Figure 7

Inhibition of platelet aggregation by sildenafil. (a) Sildenafil treatment inhibited the aggregatory effect of thrombin on human platelets. Scale bar = 500 µm. (b) Western blot for VASP phosphorylation (indicates inhibitory activity of platelet aggregation) shows that the increased VASP phosphorylation by sildenafil was reversed by cGK inhibitor in human platelets (n = 3). cGK inh. = cGK inhibitor. pVASP Ser 239 = phospho-VASP at serine239. (c) Immunofluorescence staining for P-selectin(C62P), an activated platelet marker, shows that the aggregation of platelets induced by ADP was inhibited by sildenafil treatment. Moreover, this effect of sildenafil was reversed by cGK inhibitor, suggesting that sildenafil could inhibit platelet aggregation through the cGK pathway (n = 3). (d) Platelet aggregometer with platelet rich-plasma from a human donor showed that cGK activation by sildenafil treatment reduced ADP-induced platelet aggregation.
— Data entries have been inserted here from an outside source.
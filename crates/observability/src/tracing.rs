//! Tracing/logging initialization.
//!
//! JSON lines by default; `BRANDKIT_LOG_FORMAT=pretty` switches to
//! human-readable output for local runs. Filtering follows `RUST_LOG`.

use tracing_subscriber::EnvFilter;

/// Environment variable selecting the output format.
pub const LOG_FORMAT_VAR: &str = "BRANDKIT_LOG_FORMAT";

#[derive(Debug, Clone, Copy, PartialEq, Eq)]
pub enum LogFormat {
    Json,
    Pretty,
}

impl LogFormat {
    /// Anything other than `pretty` (case-insensitive) means JSON.
    pub fn parse(raw: Option<&str>) -> Self {
        match raw.map(str::trim) {
            Some(v) if v.eq_ignore_ascii_case("pretty") => LogFormat::Pretty,
            _ => LogFormat::Json,
        }
    }

    pub fn from_env() -> Self {
        Self::parse(std::env::var(LOG_FORMAT_VAR).ok().as_deref())
    }
}

/// Initialize tracing/logging for the process.
///
/// Safe to call multiple times (subsequent calls are no-ops).
pub fn init() {
    let filter = EnvFilter::try_from_default_env().unwrap_or_else(|_| EnvFilter::new("info"));

    let builder = tracing_subscriber::fmt()
        .with_env_filter(filter)
        .with_timer(tracing_subscriber::fmt::time::SystemTime);

    let _ = match LogFormat::from_env() {
        LogFormat::Json => builder.json().with_target(false).try_init(),
        LogFormat::Pretty => builder.pretty().try_init(),
    };
}
//! Core job types and policies.

use std::time::Duration;

use chrono::{DateTime, Utc};
use serde::{Deserialize, Serialize};
use serde_json::Value as JsonValue;
use uuid::Uuid;

use super::registry::Queue;

/// Job identifier.
///
/// Generated ids are `<queue>-<uuid v7>`; callers may supply their own id to
/// make a dispatch idempotent.
#[derive(Debug, Clone, PartialEq, Eq, Hash, PartialOrd, Ord, Serialize, Deserialize)]
#[serde(transparent)]
pub struct JobId(String);

impl JobId {
    pub fn generate(queue: Queue) -> Self {
        Self(format!("{}-{}", queue.name(), Uuid::now_v7()))
    }

    pub fn as_str(&self) -> &str {
        &self.0
    }
}

impl From<String> for JobId {
    fn from(value: String) -> Self {
        Self(value)
    }
}

impl From<&str> for JobId {
    fn from(value: &str) -> Self {
        Self(value.to_string())
    }
}

impl std::fmt::Display for JobId {
    fn fmt(&self, f: &mut std::fmt::Formatter<'_>) -> std::fmt::Result {
        f.write_str(&self.0)
    }
}

/// Job lifecycle state.
#[derive(Debug, Clone, Copy, PartialEq, Eq, Hash, Serialize, Deserialize)]
#[serde(rename_all = "snake_case")]
pub enum JobState {
    /// Ready to be claimed
    Waiting,
    /// Claimed by a worker
    Active,
    /// Finished successfully
    Completed,
    /// Exhausted its attempts or failed fatally
    Failed,
    /// Waiting for its ready-at time (initial delay or retry backoff)
    Delayed,
}

impl JobState {
    pub fn is_terminal(&self) -> bool {
        matches!(self, JobState::Completed | JobState::Failed)
    }
}

/// Backoff strategy for retries.
#[derive(Debug, Clone, Copy, PartialEq, Eq, Default, Serialize, Deserialize)]
#[serde(rename_all = "snake_case")]
pub enum BackoffStrategy {
    /// Same delay before every retry
    Fixed,
    /// `base * 2^(attempt - 1)`
    #[default]
    Exponential,
}

/// Retry policy configuration.
#[derive(Debug, Clone, Copy, PartialEq, Serialize, Deserialize)]
pub struct RetryPolicy {
    /// Maximum number of attempts, including the first one
    pub max_attempts: u32,
    /// Base delay between attempts
    pub base_delay: Duration,
    /// Maximum delay cap
    pub max_delay: Duration,
    pub strategy: BackoffStrategy,
}

impl Default for RetryPolicy {
    fn default() -> Self {
        Self {
            max_attempts: 3,
            base_delay: Duration::from_secs(1),
            max_delay: Duration::from_secs(300),
            strategy: BackoffStrategy::Exponential,
        }
    }
}

impl RetryPolicy {
    /// A single attempt, never retried.
    pub fn no_retry() -> Self {
        Self {
            max_attempts: 1,
            base_delay: Duration::ZERO,
            max_delay: Duration::ZERO,
            strategy: BackoffStrategy::Fixed,
        }
    }

    pub fn fixed(max_attempts: u32, delay: Duration) -> Self {
        Self {
            max_attempts,
            base_delay: delay,
            max_delay: delay,
            strategy: BackoffStrategy::Fixed,
        }
    }

    pub fn exponential(max_attempts: u32, base_delay: Duration, max_delay: Duration) -> Self {
        Self {
            max_attempts,
            base_delay,
            max_delay,
            strategy: BackoffStrategy::Exponential,
        }
    }

    /// Delay to wait after `attempt` (1-indexed) failed.
    pub fn delay_for_attempt(&self, attempt: u32) -> Duration {
        if attempt == 0 {
            return Duration::ZERO;
        }

        match self.strategy {
            BackoffStrategy::Fixed => self.base_delay,
            BackoffStrategy::Exponential => {
                let factor = 2_u32.checked_pow(attempt - 1).unwrap_or(u32::MAX);
                self.base_delay
                    .checked_mul(factor)
                    .unwrap_or(self.max_delay)
                    .min(self.max_delay)
            }
        }
    }

    /// Whether another attempt may follow `attempts_made` failed ones.
    pub fn should_retry(&self, attempts_made: u32) -> bool {
        attempts_made < self.max_attempts
    }
}

/// Caller options for a dispatch.
#[derive(Debug, Clone, Default, PartialEq, Eq)]
pub struct DispatchOptions {
    /// Explicit id; dispatching the same id twice yields one job.
    pub job_id: Option<String>,
    /// Lower values are claimed first. Defaults to the queue's priority.
    pub priority: Option<u32>,
    /// Delay before the job becomes claimable.
    pub delay: Option<Duration>,
}

impl DispatchOptions {
    pub fn with_job_id(mut self, id: impl Into<String>) -> Self {
        self.job_id = Some(id.into());
        self
    }

    pub fn with_priority(mut self, priority: u32) -> Self {
        self.priority = Some(priority);
        self
    }

    pub fn with_delay(mut self, delay: Duration) -> Self {
        self.delay = Some(delay);
        self
    }
}

/// A queued unit of work.
#[derive(Debug, Clone, PartialEq, Serialize, Deserialize)]
pub struct Job {
    pub id: JobId,
    pub queue: Queue,
    /// Validated JSON payload
    pub payload: JsonValue,
    pub priority: u32,
    pub state: JobState,
    /// Attempts started so far
    pub attempts_made: u32,
    /// In-flight progress, 0-100
    pub progress: u8,
    pub last_tool: Option<String>,
    pub created_at: DateTime<Utc>,
    pub updated_at: DateTime<Utc>,
    /// When a delayed job becomes claimable
    pub ready_at: Option<DateTime<Utc>>,
    pub finished_at: Option<DateTime<Utc>>,
    pub failed_reason: Option<String>,
    pub return_value: Option<JsonValue>,
}

impl Job {
    pub fn new(id: JobId, queue: Queue, payload: JsonValue, priority: u32) -> Self {
        let now = Utc::now();
        Self {
            id,
            queue,
            payload,
            priority,
            state: JobState::Waiting,
            attempts_made: 0,
            progress: 0,
            last_tool: None,
            created_at: now,
            updated_at: now,
            ready_at: None,
            finished_at: None,
            failed_reason: None,
            return_value: None,
        }
    }

    /// Hold the job back for `delay` before it can be claimed. `None` when the
    /// release time is not representable.
    pub fn delayed(mut self, delay: Duration) -> Option<Self> {
        if !delay.is_zero() {
            self.ready_at = Some(offset(self.created_at, delay)?);
            self.state = JobState::Delayed;
        }
        Some(self)
    }

    pub fn is_ready(&self, now: DateTime<Utc>) -> bool {
        match self.state {
            JobState::Waiting => true,
            JobState::Delayed => self.ready_at.is_none_or(|at| now >= at),
            _ => false,
        }
    }

    pub fn retry_policy(&self) -> RetryPolicy {
        self.queue.config().retry
    }

    pub fn mark_active(&mut self) {
        self.state = JobState::Active;
        self.attempts_made += 1;
        self.ready_at = None;
        self.updated_at = Utc::now();
    }

    pub fn mark_completed(&mut self, result: JsonValue) {
        let now = Utc::now();
        self.state = JobState::Completed;
        self.progress = 100;
        self.return_value = Some(result);
        self.finished_at = Some(now);
        self.updated_at = now;
    }

    /// Record a failed attempt; schedules a retry while the queue's policy
    /// allows one and `retryable` is set.
    pub fn mark_failed(&mut self, error: String, retryable: bool) {
        let now = Utc::now();
        self.updated_at = now;
        self.failed_reason = Some(error);

        let policy = self.retry_policy();
        if retryable && policy.should_retry(self.attempts_made) {
            let delay = policy.delay_for_attempt(self.attempts_made);
            self.state = JobState::Delayed;
            self.ready_at = Some(offset(now, delay).unwrap_or(DateTime::<Utc>::MAX_UTC));
        } else {
            self.state = JobState::Failed;
            self.finished_at = Some(now);
        }
    }
}

fn offset(at: DateTime<Utc>, delay: Duration) -> Option<DateTime<Utc>> {
    chrono::Duration::from_std(delay)
        .ok()
        .and_then(|d| at.checked_add_signed(d))
}

/// Outcome a handler reports for one attempt.
#[derive(Debug, Clone, PartialEq)]
pub enum JobResult {
    Success(JsonValue),
    /// Transient failure; retried according to the queue's policy
    Failure(String),
    /// Permanent failure; remaining attempts are skipped
    Fatal(String),
}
In addition, this reduced platelet aggregation by sildenafil was reversed by cGK inhibitor (n = 5). (e) Quantitative graph of ex vivo aggregation study suing human platelets (n = 5). * indicates P < 0.05. (f) Representative figure of platelet aggregometer with platelet rich-plasma from rat peripheral blood treated with vehicle or sildenafil for 2 weeks (n = 6). (g) The quantitative graph also shows that sildenafil treatment inhibited platelet aggregation in vivo (n = 6). ** indicates P < 0.01.